Ein Kirchenältester, der jahraus, jahrein treu zum Gottesdienst kam, lag auf dem Sterbebett. Der Mann, der sonst immer die Haltung des kirchlichen Menschen einnahm, ließ auf dem Sterbebett die bisher gewahrte Haltung fahren. Er fing an, schrecklich zu fluchen und Gott und Christus zu lästern. Er wehrte den geistlichen Zuspruch seiner Angehörigen ab, wollte nichts mehr wissen von Gottes Wort und Gebet und verschied unter schrecklichen Verwünschungen. Nach seinem Tode fand man im Nachlaß das 6. und 7. Buch Moses.
Wenn man die Besitzer dieser Zauberbücher nach einheitlichen Gesichtspunkten zusammenfassen will, so schälen sich drei Typen heraus.
Die erste Gruppe arbeitet unter frommem Deckmantel. Sie hält das Zauberbuch für ein frommes Buch. In allen mir bekannten Fällen fiel dann auf dem Sterbebett die fromme Maske ab.
Die zweite Gruppe ist von der Verwerflichkeit ihres Treibens überzeugt. Sie hält den Besitz des Buches ängstlich geheim.
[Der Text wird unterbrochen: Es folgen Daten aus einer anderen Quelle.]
//! Observer subscriptions.

use tokio::sync::broadcast::{self, error::RecvError, error::TryRecvError};
use tracing::warn;

use super::DataSourceEvent;

/// Receives [`DataSourceEvent`]s for every run started after subscribing.
///
/// Dropping the subscription unsubscribes.
#[derive(Debug)]
pub struct Subscription {
    rx: broadcast::Receiver<DataSourceEvent>,
}

impl Subscription {
    pub(crate) fn new(rx: broadcast::Receiver<DataSourceEvent>) -> Self {
        Self { rx }
    }

    /// Waits for the next event.
    ///
    /// Returns `None` once the data source and all of its runs are gone. A
    /// subscriber that falls behind skips the oldest events.
    pub async fn recv(&mut self) -> Option<DataSourceEvent> {
        loop {
            match self.rx.recv().await {
                Ok(event) => return Some(event),
                Err(RecvError::Lagged(skipped)) => {
                    warn!(skipped, "Subscriber lagged; events dropped");
                }
                Err(RecvError::Closed) => return None,
            }
        }
    }

    /// Returns the next event if one is already queued.
    pub fn try_recv(&mut self) -> Option<DataSourceEvent> {
        loop {
            match self.rx.try_recv() {
                Ok(event) => return Some(event),
                Err(TryRecvError::Lagged(skipped)) => {
                    warn!(skipped, "Subscriber lagged; events dropped");
                }
                Err(TryRecvError::Empty) | Err(TryRecvError::Closed) => return None,
            }
        }
    }
}
//! Provider backed by a JSON contacts file.
//!
//! The file holds an array of record documents:
//!
//! ```json
//! [
//!   {"id": "1", "given_name": "Ada", "phone_numbers": ["555-0100"]},
//!   {"id": "2", "given_name": "Grace", "email_addresses": ["grace@example.com"]}
//! ]
//! ```
//!
//! Ids may be strings or integers; `null` fields are skipped.

use std::io;
use std::path::{Path, PathBuf};

use tokio_util::sync::CancellationToken;
use tracing::debug;

use super::{BoxFuture, Provider, ProviderError};
use crate::record::Record;

/// Reads records from a JSON file on every acquisition attempt.
#[derive(Debug, Clone)]
pub struct JsonFileProvider {
    name: String,
    path: PathBuf,
}

impl JsonFileProvider {
    /// Creates a provider named after the file stem.
    pub fn new(path: impl Into<PathBuf>) -> Self {
        let path = path.into();
        let name = path
            .file_stem()
            .map(|stem| stem.to_string_lossy().into_owned())
            .unwrap_or_else(|| path.display().to_string());
        Self { name, path }
    }

    /// Overrides the provider name.
    pub fn with_name(mut self, name: impl Into<String>) -> Self {
        self.name = name.into();
        self
    }

    pub fn path(&self) -> &Path {
        &self.path
    }
}

impl Provider for JsonFileProvider {
    fn name(&self) -> &str {
        &self.name
    }

    fn acquire<'a>(
        &'a self,
        cancel: &'a CancellationToken,
    ) -> BoxFuture<'a, Result<Vec<Record>, ProviderError>> {
        Box::pin(async move {
            let bytes = tokio::select! {
                _ = cancel.cancelled() => return Err(ProviderError::Cancelled),
                result = tokio::fs::read(&self.path) => result.map_err(|e| map_io_error(&self.path, e))?,
            };
            debug!(path = %self.path.display(), bytes = bytes.len(), "Read contacts file");

            serde_json::from_slice::<Vec<Record>>(&bytes)
                .map_err(|e| ProviderError::Parse(format!("{}: {}", self.path.display(), e)))
        })
    }
}

fn map_io_error(path: &Path, error: io::Error) -> ProviderError {
    match error.kind() {
        io::ErrorKind::NotFound => ProviderError::Unavailable(path.display().to_string()),
        io::ErrorKind::PermissionDenied => ProviderError::AccessDenied(path.display().to_string()),
        _ => ProviderError::Io(format!("{}: {}", path.display(), error)),
    }
}
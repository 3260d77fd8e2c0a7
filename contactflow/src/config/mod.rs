//! INI configuration file.
//!
//! ```ini
//! [datasource]
//! timeout_secs = 30
//! merge_policy = registration
//! processing = worker
//!
//! [logging]
//! level = info
//! file = /var/log/contactflow.log
//! ```
//!
//! Every key is optional. Unknown sections and keys are ignored.

use std::path::{Path, PathBuf};
use std::time::Duration;

use ini::Ini;
use thiserror::Error;

use crate::datasource::{DataSourceConfig, MergePolicy, ProcessingMode};
use crate::logging::{LoggingConfig, DEFAULT_LOG_LEVEL};

/// Config directory name under the user config dir.
pub const CONFIG_DIR_NAME: &str = "contactflow";

/// Config file name.
pub const CONFIG_FILE_NAME: &str = "config.ini";

/// Errors loading a configuration file.
#[derive(Debug, Error)]
pub enum ConfigError {
    #[error("Failed to read config file {}: {source}", path.display())]
    Io {
        path: PathBuf,
        #[source]
        source: std::io::Error,
    },

    #[error("Failed to parse config file: {0}")]
    Parse(String),

    #[error("Invalid value '{value}' for [{section}] {key}: {reason}")]
    InvalidValue {
        section: String,
        key: String,
        value: String,
        reason: String,
    },
}

/// `[datasource]` settings.
#[derive(Debug, Clone, PartialEq, Default)]
pub struct DataSourceSettings {
    /// Load timeout; `None` waits indefinitely.
    pub timeout: Option<Duration>,
    pub merge_policy: MergePolicy,
    pub processing: ProcessingMode,
}

/// `[logging]` settings.
#[derive(Debug, Clone, PartialEq)]
pub struct LoggingSettings {
    /// Default filter directive, overridden by `RUST_LOG`.
    pub level: String,
    /// Optional log file, in addition to stderr.
    pub file: Option<PathBuf>,
}

impl Default for LoggingSettings {
    fn default() -> Self {
        Self {
            level: DEFAULT_LOG_LEVEL.to_string(),
            file: None,
        }
    }
}

/// Parsed configuration file.
#[derive(Debug, Clone, PartialEq, Default)]
pub struct ConfigFile {
    pub datasource: DataSourceSettings,
    pub logging: LoggingSettings,
}

impl ConfigFile {
    /// Default location: `<config dir>/contactflow/config.ini`.
    pub fn default_path() -> Option<PathBuf> {
        dirs::config_dir().map(|dir| dir.join(CONFIG_DIR_NAME).join(CONFIG_FILE_NAME))
    }

    /// Loads a config file.
    pub fn load(path: &Path) -> Result<Self, ConfigError> {
        let content = std::fs::read_to_string(path).map_err(|source| ConfigError::Io {
            path: path.to_path_buf(),
            source,
        })?;
        Self::parse(&content)
    }

    /// Loads `path` if it exists, otherwise returns defaults.
    pub fn load_or_default(path: &Path) -> Result<Self, ConfigError> {
        if !path.exists() {
            return Ok(Self::default());
        }
        Self::load(path)
    }

    /// Parses INI text.
    pub fn parse(content: &str) -> Result<Self, ConfigError> {
        let ini = Ini::load_from_str(content).map_err(|e| ConfigError::Parse(e.to_string()))?;
        let mut config = Self::default();

        if let Some(section) = ini.section(Some("datasource")) {
            if let Some(value) = section.get("timeout_secs") {
                let secs: u64 = value
                    .trim()
                    .parse()
                    .map_err(|e: std::num::ParseIntError| {
                        invalid("datasource", "timeout_secs", value, e.to_string())
                    })?;
                config.datasource.timeout = (secs > 0).then(|| Duration::from_secs(secs));
            }
            if let Some(value) = section.get("merge_policy") {
                config.datasource.merge_policy = value
                    .parse()
                    .map_err(|reason| invalid("datasource", "merge_policy", value, reason))?;
            }
            if let Some(value) = section.get("processing") {
                config.datasource.processing = value
                    .parse()
                    .map_err(|reason| invalid("datasource", "processing", value, reason))?;
            }
        }

        if let Some(section) = ini.section(Some("logging")) {
            if let Some(value) = section.get("level") {
                let level = value.trim();
                if level.is_empty() {
                    return Err(invalid("logging", "level", value, "empty".to_string()));
                }
                config.logging.level = level.to_string();
            }
            if let Some(value) = section.get("file") {
                let file = value.trim();
                config.logging.file = (!file.is_empty()).then(|| expand_tilde(file));
            }
        }

        Ok(config)
    }

    /// Data source configuration from the `[datasource]` section.
    pub fn to_datasource_config(&self) -> DataSourceConfig {
        let mut config = DataSourceConfig::default()
            .with_merge_policy(self.datasource.merge_policy)
            .with_processing(self.datasource.processing);
        if let Some(timeout) = self.datasource.timeout {
            config = config.with_load_timeout(timeout);
        }
        config
    }

    /// Logging configuration from the `[logging]` section.
    pub fn to_logging_config(&self) -> LoggingConfig {
        let config = LoggingConfig::default().with_level(self.logging.level.clone());
        match &self.logging.file {
            Some(file) => config.with_file(file.clone()),
            None => config,
        }
    }
}

fn invalid(section: &str, key: &str, value: &str, reason: String) -> ConfigError {
    ConfigError::InvalidValue {
        section: section.to_string(),
        key: key.to_string(),
        value: value.to_string(),
        reason,
    }
}

fn expand_tilde(path: &str) -> PathBuf {
    if let Some(rest) = path.strip_prefix("~/") {
        if let Some(home) = dirs::home_dir() {
            return home.join(rest);
        }
    }
    PathBuf::from(path)
}
//! CLI error type.

use std::fmt;

use contactflow::config::ConfigError;
use contactflow::datasource::DataSourceError;
use contactflow::logging::LoggingError;
use contactflow::provider::ProviderError;
use contactflow::record::PropertyTypeError;

/// Exit code for a run interrupted with Ctrl-C.
pub const EXIT_INTERRUPTED: u8 = 130;

/// Errors reported by CLI commands.
#[derive(Debug)]
pub enum CliError {
    /// Configuration file could not be loaded.
    Config(ConfigError),

    /// Logging could not be set up.
    Logging(LoggingError),

    /// Failed to create the Tokio runtime.
    Runtime(std::io::Error),

    /// Failed to install the Ctrl-C handler or read a prompt.
    Terminal(String),

    /// Access to a contacts file was refused.
    AccessDenied { provider: String },

    /// The contact run failed.
    Run(DataSourceError),

    /// Statistics could not be computed from the processed records.
    Summary(PropertyTypeError),

    /// Output could not be written.
    Output(String),
}

impl CliError {
    /// Process exit code for this error.
    pub fn exit_code(&self) -> u8 {
        match self {
            CliError::Run(DataSourceError::Cancelled) => EXIT_INTERRUPTED,
            CliError::Config(_) => 2,
            _ => 1,
        }
    }
}

impl fmt::Display for CliError {
    fn fmt(&self, f: &mut fmt::Formatter<'_>) -> fmt::Result {
        match self {
            CliError::Config(e) => write!(f, "{}", e),
            CliError::Logging(e) => write!(f, "{}", e),
            CliError::Runtime(e) => write!(f, "Failed to create Tokio runtime: {}", e),
            CliError::Terminal(msg) => write!(f, "Terminal error: {}", msg),
            CliError::AccessDenied { provider } => write!(
                f,
                "No contacts access: permission to read '{}' was not granted",
                provider
            ),
            CliError::Run(DataSourceError::Cancelled) => write!(f, "Interrupted"),
            CliError::Run(e) => write!(f, "{}", e),
            CliError::Summary(e) => write!(f, "Failed to compute statistics: {}", e),
            CliError::Output(msg) => write!(f, "Failed to write output: {}", msg),
        }
    }
}

impl std::error::Error for CliError {
    fn source(&self) -> Option<&(dyn std::error::Error + 'static)> {
        match self {
            CliError::Config(e) => Some(e),
            CliError::Logging(e) => Some(e),
            CliError::Runtime(e) => Some(e),
            CliError::Run(e) => Some(e),
            CliError::Summary(e) => Some(e),
            CliError::Terminal(_) | CliError::AccessDenied { .. } | CliError::Output(_) => None,
        }
    }
}

impl From<ConfigError> for CliError {
    fn from(e: ConfigError) -> Self {
        CliError::Config(e)
    }
}

impl From<LoggingError> for CliError {
    fn from(e: LoggingError) -> Self {
        CliError::Logging(e)
    }
}

impl From<PropertyTypeError> for CliError {
    fn from(e: PropertyTypeError) -> Self {
        CliError::Summary(e)
    }
}

impl From<DataSourceError> for CliError {
    fn from(e: DataSourceError) -> Self {
        match e {
            DataSourceError::ProviderFailed {
                provider,
                source: ProviderError::AccessDenied(_),
            } => CliError::AccessDenied {
                provider: provider.name,
            },
            other => CliError::Run(other),
        }
    }
}

#[cfg(test)]
mod tests {
    use super::*;
    use contactflow::datasource::ProviderRef;

    #[test]
    fn test_access_denied_maps_to_no_access_message() {
        let err: CliError = DataSourceError::ProviderFailed {
            provider: ProviderRef::new(0, "work"),
            source: ProviderError::AccessDenied("denied".to_string()),
        }
        .into();
        assert!(err.to_string().starts_with("No contacts access"));
        assert_eq!(err.exit_code(), 1);
    }

    #[test]
    fn test_cancelled_exit_code() {
        let err: CliError = DataSourceError::Cancelled.into();
        assert_eq!(err.exit_code(), EXIT_INTERRUPTED);
        assert_eq!(err.to_string(), "Interrupted");
    }

    #[test]
    fn test_other_run_errors_pass_through() {
        let err: CliError = DataSourceError::AlreadyRunning.into();
        assert_eq!(err.to_string(), "A run is already in progress");
    }
}
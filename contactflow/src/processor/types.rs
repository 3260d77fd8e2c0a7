//! Post-processor trait and errors.

use thiserror::Error;

use crate::record::{PropertyKey, PropertyTypeError, Record};

/// A pipeline stage that annotates records with derived properties.
///
/// Post-processors run after every provider has completed, strictly one at a
/// time and in registration order, each over the full merged record set.
/// A processor may add or overwrite properties on any record; it must not
/// keep state from one run to the next.
///
/// [`reads`](Self::reads) and [`writes`](Self::writes) declare the keys the
/// processor depends on and produces. They are used to check chain ordering
/// and carry no runtime enforcement.
pub trait PostProcessor: Send + Sync {
    /// Returns a human-readable name for logging.
    fn name(&self) -> &str;

    /// Keys this processor reads.
    fn reads(&self) -> Vec<PropertyKey> {
        Vec::new()
    }

    /// Keys this processor writes.
    fn writes(&self) -> Vec<PropertyKey>;

    /// Annotates the records in place.
    fn process(&self, records: &mut [Record]) -> Result<(), ProcessorError>;
}

/// Errors a post-processor can report.
#[derive(Debug, Clone, PartialEq, Error)]
pub enum ProcessorError {
    /// A record property had an unusable type.
    #[error("Record {record}: {source}")]
    InvalidProperty {
        record: String,
        #[source]
        source: PropertyTypeError,
    },

    /// A record property had an unusable shape.
    #[error("Record {record}: property '{key}' is a {found}, expected {expected}")]
    UnexpectedShape {
        record: String,
        key: String,
        expected: &'static str,
        found: &'static str,
    },

    /// Any other processor-specific failure.
    #[error("{0}")]
    Other(String),
}
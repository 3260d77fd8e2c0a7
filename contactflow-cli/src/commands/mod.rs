//! CLI command implementations.

pub mod common;
pub mod config;
pub mod stats;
Oft weiß niemand in der ganzen Familie, außer dem Besitzer, von der Existenz des Buches. Vor dem Tod wird dann das Buch dem Ältesten übergeben, der dann in diese Geheimnisse eingeweiht wird.
Die dritte Gruppe wagt es, vor dem Angesicht der Ewigkeit das finstere Treiben zu offenbaren. Sie ruft vom Sterbebett aus die Familie zusammen, enthüllt das okkulte Treiben und bittet darum, die Zauberbücher zu verbrennen. Allen drei Gruppen gemeinsam ist das Behaftetsein mit mancherlei seelischen Störungen. In den vielen in der Seelsorge kennengelernten Beispielen ist kein Besitzer des 6. und 7. Buches Moses dabei, der ohne seelische Komplikationen ist. Es ist auf Grund dieses empirischen Befundes nicht möglich, diese Häufigkeitsbeziehungen zu verharmlosen und sie einfach als Auswirkung einer Dämonengläubigkeit abzutun. Merkwürdig ist im Blick auf diese beobachteten psychischen Störungen die Tatsache, daß die Auswirkungen der direkten und der indirekten Verschreibung fast die gleichen sind. Es ist lediglich ein kleiner Unterschied in der Intensität zu bemerken.